Moved inward as shown, the curved corners 64, 66 of the Z-shaped connector are clamped and partially formed between the No. 4 die and anvil dies 43, 45. Next, dice sets 49 and 51
The die, designated No. 5 of FIG. Following this, the die designated No. 6 is moved inward as shown in FIG. Forming the crossbar or diagonal portion 62 of the connector 21. By moving the die in this manner, the molding of the Z-shaped connector 21 of the head is completed, and preparations are made to take out the molded head from the die set 40. This preparatory work is carried out on all molding die sets 48, 4.
This is done by moving 9, 50 and 51 outward and anvil dies 42, 43, 44 and 45 inward (FIG. 14). The molded head is then lifted from the die set (FIG. 15), and the die set (FIG. 15) is prepared to accept the new Z-shaped connector 21' to be inserted and to operate the die set again.

Refer to FIG. 17. The drawing shows a die sequence chart when the progress of work is controlled by a rotating cam. The rotary cam completes one complete rotation until the successive operation of the die set is completed.

The operating procedure for the incremental die set 40 is such that any slack created in the wire as offsets 25, 27 are formed is taken up towards the central crossbar or diagonal bar 62 of the Z-shaped connecting segment of the spring. It is set.
If slack wire is not removed toward the diagonal bar 62, this slack must be removed toward the barrel or coil 20 on one or the other side or both sides of the coil spring to which the Z-shaped connection portion of the spring is attached. It will no longer be possible. If this wire slack is removed toward the barrels of these coils, the length of the coils changes and the angular orientation of the coils changes. The result is a twisted or bent spring assembly, making it difficult to assemble the rows of coils into a complete pine tress.

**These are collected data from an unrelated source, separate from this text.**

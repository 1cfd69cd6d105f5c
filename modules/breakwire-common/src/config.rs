use std::env;

use serde::{Deserialize, Serialize};

use crate::error::BreakwireError;

/// Application configuration loaded from environment variables.
#[derive(Debug, Clone)]
pub struct Config {
    // Postgres
    pub database_url: String,

    // Embedding/entity provider
    pub provider_api_key: String,
    pub provider_base_url: String,
    pub embedding_model: String,
    pub extraction_model: String,
    /// Timeout for provider calls; on expiry the caller scores neutral.
    pub provider_timeout_secs: u64,

    // Web server
    pub web_host: String,
    pub web_port: u16,

    // Background cadences
    pub virality_interval_secs: u64,
    pub settlement_interval_secs: u64,

    pub engine: EngineConfig,
}

impl Config {
    /// Load configuration from environment variables.
    /// Panics with a clear message if required vars are missing.
    pub fn from_env() -> Self {
        Self {
            database_url: required_env("DATABASE_URL"),
            provider_api_key: required_env("PROVIDER_API_KEY"),
            provider_base_url: env::var("PROVIDER_BASE_URL")
                .unwrap_or_else(|_| "https://api.openai.com/v1".to_string()),
            embedding_model: env::var("EMBEDDING_MODEL")
                .unwrap_or_else(|_| "text-embedding-3-small".to_string()),
            extraction_model: env::var("EXTRACTION_MODEL")
                .unwrap_or_else(|_| "gpt-4o-mini".to_string()),
            provider_timeout_secs: parsed_env("PROVIDER_TIMEOUT_SECS", 20),
            web_host: env::var("WEB_HOST").unwrap_or_else(|_| "0.0.0.0".to_string()),
            web_port: parsed_env("WEB_PORT", 3000),
            virality_interval_secs: parsed_env("VIRALITY_INTERVAL_SECS", 900),
            settlement_interval_secs: parsed_env("SETTLEMENT_INTERVAL_SECS", 1800),
            engine: engine_from_env(),
        }
    }
}

/// Scoring/settlement knobs ship as defaults but can be overridden field
/// by field through ENGINE_CONFIG (a JSON object), so thresholds move
/// without a deploy.
fn engine_from_env() -> EngineConfig {
    match env::var("ENGINE_CONFIG") {
        Ok(raw) => serde_json::from_str(&raw)
            .unwrap_or_else(|e| panic!("ENGINE_CONFIG is not valid JSON: {e}")),
        Err(_) => EngineConfig::default(),
    }
}

fn required_env(key: &str) -> String {
    env::var(key).unwrap_or_else(|_| panic!("{key} environment variable is required"))
}

fn parsed_env<T: std::str::FromStr>(key: &str, default: T) -> T {
    env::var(key)
        .ok()
        .and_then(|v| v.parse().ok())
        .unwrap_or(default)
}

/// All tunable scoring/settlement knobs. Kept as data, not compiled
/// constants, so thresholds can be adjusted without a deploy. Validated
/// once at load; malformed values never reach the engine.
#[derive(Debug, Clone, Serialize, Deserialize, Default)]
pub struct EngineConfig {
    #[serde(default)]
    pub matching: MatchConfig,
    #[serde(default)]
    pub virality: ViralityConfig,
    #[serde(default)]
    pub kudos: KudosConfig,
}

impl EngineConfig {
    pub fn validate(&self) -> Result<(), BreakwireError> {
        self.matching.validate()?;
        self.virality.validate()?;
        self.kudos.validate()
    }
}

/// Match scorer and decision thresholds.
#[derive(Debug, Clone, Serialize, Deserialize)]
#[serde(default)]
pub struct MatchConfig {
    /// Candidates below this cosine similarity are excluded outright.
    pub semantic_floor: f64,
    pub exact_threshold: f64,
    pub likely_threshold: f64,
    pub related_threshold: f64,

    /// Composite weights, must sum to 1.0.
    pub semantic_weight: f64,
    pub entity_weight: f64,
    pub temporal_weight: f64,
    pub category_weight: f64,
    pub source_weight: f64,

    /// Full temporal score within this window.
    pub temporal_peak_hours: f64,
    /// Temporal score reaches zero at this window.
    pub temporal_decay_hours: f64,

    /// How many recent stories to score against.
    pub candidate_fetch_limit: i64,
    /// How many scored candidates to return.
    pub max_candidates: usize,
}

impl Default for MatchConfig {
    fn default() -> Self {
        Self {
            semantic_floor: 0.50,
            exact_threshold: 0.80,
            likely_threshold: 0.60,
            related_threshold: 0.40,
            semantic_weight: 0.35,
            entity_weight: 0.35,
            temporal_weight: 0.15,
            category_weight: 0.10,
            source_weight: 0.05,
            temporal_peak_hours: 6.0,
            temporal_decay_hours: 48.0,
            candidate_fetch_limit: 100,
            max_candidates: 20,
        }
    }
}

impl MatchConfig {
    pub fn validate(&self) -> Result<(), BreakwireError> {
        let weights = [
            self.semantic_weight,
            self.entity_weight,
            self.temporal_weight,
            self.category_weight,
            self.source_weight,
        ];
        if weights.iter().any(|w| !(0.0..=1.0).contains(w)) {
            return Err(BreakwireError::Validation(
                "match weights must each be in [0, 1]".into(),
            ));
        }
        let sum: f64 = weights.iter().sum();
        if (sum - 1.0).abs() > 1e-6 {
            return Err(BreakwireError::Validation(format!(
                "match weights must sum to 1.0, got {sum}"
            )));
        }
        for (name, t) in [
            ("semantic_floor", self.semantic_floor),
            ("exact_threshold", self.exact_threshold),
            ("likely_threshold", self.likely_threshold),
            ("related_threshold", self.related_threshold),
        ] {
            if !(0.0..=1.0).contains(&t) {
                return Err(BreakwireError::Validation(format!(
                    "{name} must be in [0, 1], got {t}"
                )));
            }
        }
        if self.exact_threshold < self.likely_threshold
            || self.likely_threshold < self.related_threshold
        {
            return Err(BreakwireError::Validation(
                "decision thresholds must be ordered exact >= likely >= related".into(),
            ));
        }
        if self.temporal_decay_hours <= self.temporal_peak_hours {
            return Err(BreakwireError::Validation(
                "temporal decay window must exceed the peak window".into(),
            ));
        }
        Ok(())
    }
}

/// Virality score weights and trend bands.
#[derive(Debug, Clone, Serialize, Deserialize)]
#[serde(default)]
pub struct ViralityConfig {
    pub article_weight: f64,
    pub social_weight: f64,
    pub search_weight: f64,
    pub engagement_weight: f64,

    /// velocity_change at or above this is `rising`, at or below the
    /// negation is `declining`.
    pub trend_band: f64,

    /// Snapshots inspected by the decay detector.
    pub decay_window: usize,
    /// Mean velocity below the negation of this over the window fires
    /// sustained decline.
    pub decay_velocity: f64,
    /// Fractional drop from peak that fires on its own.
    pub decay_drop_fraction: f64,
}

impl Default for ViralityConfig {
    fn default() -> Self {
        Self {
            article_weight: 0.30,
            social_weight: 0.30,
            search_weight: 0.25,
            engagement_weight: 0.15,
            trend_band: 5.0,
            decay_window: 3,
            decay_velocity: 5.0,
            decay_drop_fraction: 0.40,
        }
    }
}

impl ViralityConfig {
    pub fn validate(&self) -> Result<(), BreakwireError> {
        let sum = self.article_weight
            + self.social_weight
            + self.search_weight
            + self.engagement_weight;
        if (sum - 1.0).abs() > 1e-6 {
            return Err(BreakwireError::Validation(format!(
                "virality weights must sum to 1.0, got {sum}"
            )));
        }
        if self.decay_window < 2 {
            return Err(BreakwireError::Validation(
                "decay window must cover at least 2 snapshots".into(),
            ));
        }
        if !(0.0..1.0).contains(&self.decay_drop_fraction) {
            return Err(BreakwireError::Validation(
                "decay drop fraction must be in [0, 1)".into(),
            ));
        }
        Ok(())
    }
}

/// Kudos payout constants.
#[derive(Debug, Clone, Serialize, Deserialize)]
#[serde(default)]
pub struct KudosConfig {
    pub base: i64,
    /// Early bonus starts here and steps down per order position.
    pub early_bonus_max: i64,
    pub early_bonus_step: i64,
    /// Timing bonus starts here and decays per hour since first submission.
    pub timing_bonus_max: f64,
    pub timing_bonus_per_hour: f64,
    /// Original discoverer multiplier.
    pub first_discoverer_multiplier: f64,
    /// Peak score at or above this earns the separate viral bonus entry.
    pub viral_bonus_peak: f64,
}

impl Default for KudosConfig {
    fn default() -> Self {
        Self {
            base: 100,
            early_bonus_max: 100,
            early_bonus_step: 10,
            timing_bonus_max: 50.0,
            timing_bonus_per_hour: 5.0,
            first_discoverer_multiplier: 2.0,
            viral_bonus_peak: 50.0,
        }
    }
}

impl KudosConfig {
    pub fn validate(&self) -> Result<(), BreakwireError> {
        if self.base < 0 || self.early_bonus_max < 0 {
            return Err(BreakwireError::Validation(
                "kudos base and bonuses must be non-negative".into(),
            ));
        }
        if self.first_discoverer_multiplier < 1.0 {
            return Err(BreakwireError::Validation(
                "first discoverer multiplier must be >= 1.0".into(),
            ));
        }
        Ok(())
    }
}
//! Canonical event merge semantics: lowercase-normalized set unions that
//! only ever grow, and are no-ops under retry.

use breakwire_common::{CanonicalEvent, EntitySet, Story};
use chrono::Utc;
use uuid::Uuid;

/// Seed a brand-new canonical event from the story that discovered it.
pub fn seed_from_story(story: &Story) -> CanonicalEvent {
    CanonicalEvent {
        id: Uuid::new_v4(),
        title: story.title.clone(),
        description: story.description.clone(),
        embedding: story.embedding.clone(),
        entities: normalize_entities(&story.entities),
        source_domains: story
            .source_domain
            .iter()
            .map(|d| d.to_lowercase())
            .collect(),
        member_count: 1,
        created_at: Utc::now(),
    }
}

/// Case-insensitive set union into `event`, in place. Returns true if
/// anything actually changed, so callers can skip the write on a retry
/// of an identical merge.
pub fn merge_into(event: &mut CanonicalEvent, entities: &EntitySet, source_domain: Option<&str>) -> bool {
    let mut changed = false;
    changed |= union_category(&mut event.entities.people, &entities.people);
    changed |= union_category(&mut event.entities.organizations, &entities.organizations);
    changed |= union_category(&mut event.entities.locations, &entities.locations);
    changed |= union_category(&mut event.entities.events, &entities.events);
    changed |= union_category(&mut event.entities.dates, &entities.dates);
    changed |= union_category(&mut event.entities.topics, &entities.topics);

    if let Some(domain) = source_domain {
        let domain = domain.to_lowercase();
        if !event.source_domains.contains(&domain) {
            event.source_domains.push(domain);
            changed = true;
        }
    }
    changed
}

/// Lowercase every entity once, dropping case-variant duplicates.
pub fn normalize_entities(entities: &EntitySet) -> EntitySet {
    let mut out = EntitySet::default();
    union_category(&mut out.people, &entities.people);
    union_category(&mut out.organizations, &entities.organizations);
    union_category(&mut out.locations, &entities.locations);
    union_category(&mut out.events, &entities.events);
    union_category(&mut out.dates, &entities.dates);
    union_category(&mut out.topics, &entities.topics);
    out
}

fn union_category(existing: &mut Vec<String>, incoming: &[String]) -> bool {
    let mut changed = false;
    for entity in incoming {
        let normalized = entity.to_lowercase();
        if !existing.contains(&normalized) {
            existing.push(normalized);
            changed = true;
        }
    }
    changed
}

Please refer to FIGS. 1 and 3. It may be noted that the central portion of the helical wire 26, which passes several turns around the offset portions 25, 27 of the overlapping coils, is entirely located within the crossing plane 31 of the coil 20. Furthermore, this span plane 31
is offset 25, 27 on both sides of each coil.
It can also be noted that it passes through the center of the Therefore, each coil, except for the outermost coil at the periphery of the assembly,
Two coils of adjacent coil rows are connected by an offset connector, the central portion 32 of the offset connector being connected to the common crossing plane 3 of the coils.
It is located within 1. Overlapping and connected offsets 2 of Z-shaped connected segments 21
The position of these coil axes relative to the positions of 5 and 27 is important in practicing the invention. In particular, it has been found that if the connections between adjacent rows of coils are not arranged as described above with respect to the axis of the coils, compression causes the coils to deform laterally and twist.

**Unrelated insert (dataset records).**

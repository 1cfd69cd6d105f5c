//! Postgres persistence for breakwire. One `Store` handle, cloneable,
//! with entity-focused impl blocks split across modules. Typed domain
//! values (EntitySet, embeddings) serialize to JSONB at this edge only.

pub mod cache;
pub mod canonical;
pub mod ledger;
pub mod snapshots;
pub mod stories;
pub mod submissions;
pub mod users;

use anyhow::Result;
use sqlx::postgres::PgPoolOptions;
use sqlx::{PgPool, Postgres, Transaction};
use tracing::info;

pub use cache::ReadCache;

const SCHEMA_SQL: &str = include_str!("../schema.sql");

/// Transactional store over Story / CanonicalEvent / Submission /
/// ViralitySnapshot / KudosLedgerEntry / User.
#[derive(Clone)]
pub struct Store {
    pool: PgPool,
}

impl Store {
    pub fn new(pool: PgPool) -> Self {
        Self { pool }
    }

    pub async fn connect(database_url: &str) -> Result<Self> {
        let pool = PgPoolOptions::new()
            .max_connections(10)
            .connect(database_url)
            .await?;
        Ok(Self { pool })
    }

    pub fn pool(&self) -> &PgPool {
        &self.pool
    }

    /// Apply the schema. Every statement is idempotent.
    pub async fn ensure_schema(&self) -> Result<()> {
        for statement in SCHEMA_SQL.split(';') {
            let statement = statement.trim();
            if statement.is_empty() {
                continue;
            }
            sqlx::query(statement).execute(&self.pool).await?;
        }
        info!("Store schema ensured");
        Ok(())
    }

    /// Begin a transaction. Settlement and weekly reset run entirely
    /// inside one of these.
    pub async fn begin(&self) -> Result<Transaction<'static, Postgres>> {
        Ok(self.pool.begin().await?)
    }
}
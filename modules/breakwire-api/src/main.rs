use std::sync::Arc;
use std::time::Duration;

use anyhow::Result;
use axum::{
    http::{header, HeaderValue},
    routing::{get, post},
    Router,
};
use tower_http::set_header::SetResponseHeaderLayer;
use tracing::info;
use tracing_subscriber::EnvFilter;

use ai_client::OpenAi;
use breakwire_common::{Config, EngineConfig};
use breakwire_engine::{
    DecayDetector, IntakeEngine, Scheduler, SettlementEngine, StoredMetricSource, ViralityTracker,
};
use breakwire_store::{ReadCache, Store};

mod rest;

/// Read-cache TTL. Invalidation on writes makes this a backstop, not the
/// primary freshness mechanism.
const CACHE_TTL: Duration = Duration::from_secs(60);

pub struct AppState {
    pub store: Store,
    pub intake: IntakeEngine,
    pub settlement: SettlementEngine,
    pub detector: DecayDetector,
    pub cache: Arc<ReadCache>,
    pub engine_config: EngineConfig,
}

#[tokio::main]
async fn main() -> Result<()> {
    tracing_subscriber::fmt()
        .with_env_filter(EnvFilter::from_default_env().add_directive("breakwire=info".parse()?))
        .init();

    let config = Config::from_env();
    config.engine.validate()?;

    let store = Store::connect(&config.database_url).await?;
    store.ensure_schema().await?;

    let provider = Arc::new(
        OpenAi::new(&config.provider_api_key)
            .with_base_url(&config.provider_base_url)
            .with_embedding_model(&config.embedding_model)
            .with_extraction_model(&config.extraction_model)
            .with_timeout(Duration::from_secs(config.provider_timeout_secs)),
    );

    let cache = Arc::new(ReadCache::new(CACHE_TTL));
    let intake = IntakeEngine::new(
        store.clone(),
        provider.clone(),
        provider,
        config.engine.matching.clone(),
        cache.clone(),
    );
    let settlement = SettlementEngine::new(
        store.clone(),
        config.engine.virality.clone(),
        config.engine.kudos.clone(),
        cache.clone(),
    );

    let scheduler = Arc::new(Scheduler::new(
        store.clone(),
        ViralityTracker::new(
            store.clone(),
            StoredMetricSource::new(store.clone()),
            config.engine.virality.clone(),
        ),
        SettlementEngine::new(
            store.clone(),
            config.engine.virality.clone(),
            config.engine.kudos.clone(),
            cache.clone(),
        ),
        cache.clone(),
        Duration::from_secs(config.virality_interval_secs),
        Duration::from_secs(config.settlement_interval_secs),
    ));
    scheduler.start().await;

    let state = Arc::new(AppState {
        store,
        intake,
        settlement,
        detector: DecayDetector::new(config.engine.virality.clone()),
        cache,
        engine_config: config.engine.clone(),
    });

    let app = Router::new()
        .route("/", get(|| async { "ok" }))
        .route("/api/match-check", post(rest::api_match_check))
        .route("/api/submissions", post(rest::api_submit))
        .route("/api/stories/{id}", get(rest::api_story_detail))
        .route("/api/stories/{id}/virality", get(rest::api_story_virality))
        .route("/api/leaderboard/weekly", get(rest::api_leaderboard_weekly))
        .route("/api/leaderboard/alltime", get(rest::api_leaderboard_alltime))
        .route("/api/users/{id}/reputation", get(rest::api_user_reputation))
        .route("/api/admin/stories/{id}/settle", post(rest::api_admin_settle))
        .with_state(state)
        .layer(
            tower_http::cors::CorsLayer::new()
                .allow_origin(tower_http::cors::Any)
                .allow_methods(tower_http::cors::Any)
                .allow_headers(tower_http::cors::Any),
        )
        .layer(SetResponseHeaderLayer::overriding(
            header::CACHE_CONTROL,
            HeaderValue::from_static("no-store"),
        ));

    let addr = format!("{}:{}", config.web_host, config.web_port);
    info!(%addr, "breakwire API listening");
    let listener = tokio::net::TcpListener::bind(&addr).await?;

    axum::serve(listener, app)
        .with_graceful_shutdown(shutdown_signal(scheduler.clone()))
        .await?;
    Ok(())
}

/// Wait for ctrl-c, then drain the scheduler before the server exits.
async fn shutdown_signal(scheduler: Arc<Scheduler>) {
    if tokio::signal::ctrl_c().await.is_err() {
        return;
    }
    info!("Shutdown requested, draining scheduler");
    scheduler.stop().await;
}
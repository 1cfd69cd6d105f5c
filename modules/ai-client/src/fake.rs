//! Deterministic provider fake for tests. The real provider is
//! non-deterministic and rate-limited; every engine test runs against this.

use std::collections::hash_map::DefaultHasher;
use std::hash::{Hash, Hasher};
use std::sync::atomic::{AtomicBool, Ordering};

use anyhow::{anyhow, Result};
use async_trait::async_trait;

use breakwire_common::EntitySet;

use crate::traits::{EmbedAgent, EntityAgent};

const FAKE_DIM: usize = 32;

/// Deterministic embedding + entity provider. Embeddings are derived from
/// token hashes, so texts sharing words produce similar vectors and
/// unrelated texts do not. Entities come from a keyword table seeded per
/// test. Failure injection covers the degraded-provider paths.
#[derive(Default)]
pub struct FakeProvider {
    entities: Vec<(String, EntitySet)>,
    fail_embeddings: AtomicBool,
    fail_entities: AtomicBool,
}

impl FakeProvider {
    pub fn new() -> Self {
        Self::default()
    }

    /// Register an entity set returned when the extracted text contains
    /// `keyword` (case-insensitive).
    pub fn with_entities(mut self, keyword: &str, entities: EntitySet) -> Self {
        self.entities.push((keyword.to_lowercase(), entities));
        self
    }

    pub fn set_fail_embeddings(&self, fail: bool) {
        self.fail_embeddings.store(fail, Ordering::SeqCst);
    }

    pub fn set_fail_entities(&self, fail: bool) {
        self.fail_entities.store(fail, Ordering::SeqCst);
    }

    /// Hash each whitespace token into one of `FAKE_DIM` buckets and
    /// L2-normalize. Shared vocabulary → high cosine similarity.
    pub fn embedding_for(text: &str) -> Vec<f32> {
        let mut v = vec![0.0f32; FAKE_DIM];
        for token in text.to_lowercase().split_whitespace() {
            let mut hasher = DefaultHasher::new();
            token.hash(&mut hasher);
            let bucket = (hasher.finish() as usize) % FAKE_DIM;
            v[bucket] += 1.0;
        }
        let norm: f32 = v.iter().map(|x| x * x).sum::<f32>().sqrt();
        if norm > 0.0 {
            for x in &mut v {
                *x /= norm;
            }
        }
        v
    }
}

#[async_trait]
impl EmbedAgent for FakeProvider {
    async fn embed(&self, text: &str) -> Result<Vec<f32>> {
        if self.fail_embeddings.load(Ordering::SeqCst) {
            return Err(anyhow!("fake embedding provider unavailable"));
        }
        Ok(Self::embedding_for(text))
    }

    async fn embed_batch(&self, texts: Vec<String>) -> Result<Vec<Vec<f32>>> {
        if self.fail_embeddings.load(Ordering::SeqCst) {
            return Err(anyhow!("fake embedding provider unavailable"));
        }
        Ok(texts.iter().map(|t| Self::embedding_for(t)).collect())
    }
}

#[async_trait]
impl EntityAgent for FakeProvider {
    async fn extract_entities(
        &self,
        title: &str,
        description: &str,
        _url: Option<&str>,
    ) -> Result<EntitySet> {
        if self.fail_entities.load(Ordering::SeqCst) {
            return Err(anyhow!("fake entity provider unavailable"));
        }
        let haystack = format!("{title} {description}").to_lowercase();
        for (keyword, entities) in &self.entities {
            if haystack.contains(keyword) {
                return Ok(entities.clone());
            }
        }
        Ok(EntitySet::default())
    }
}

After offsets 25, 27 have been formed in the Z-shaped interlocking segments or connectors of all the coil rows using the die set 40, the coil rows are placed into an assembly machine and the Z-shaped connector offset portions 25, 27 are formed. , 27 is assembled by attaching a spiral lace wire. Edge wires 15 are then attached to the assembled array of coils via conventional attachment means. Following this, conventional padding 18 is placed on the top and outside of the spring assembly, and with padding 18 attached, the resulting assembly is wrapped in a fabric cover 19.

Although only one preferred embodiment of the present invention has been described so far, changes and modifications may be made by those skilled in the art to which the present invention pertains without departing from the spirit of the invention. Therefore, it is not intended to be limited only to the scope of the claims.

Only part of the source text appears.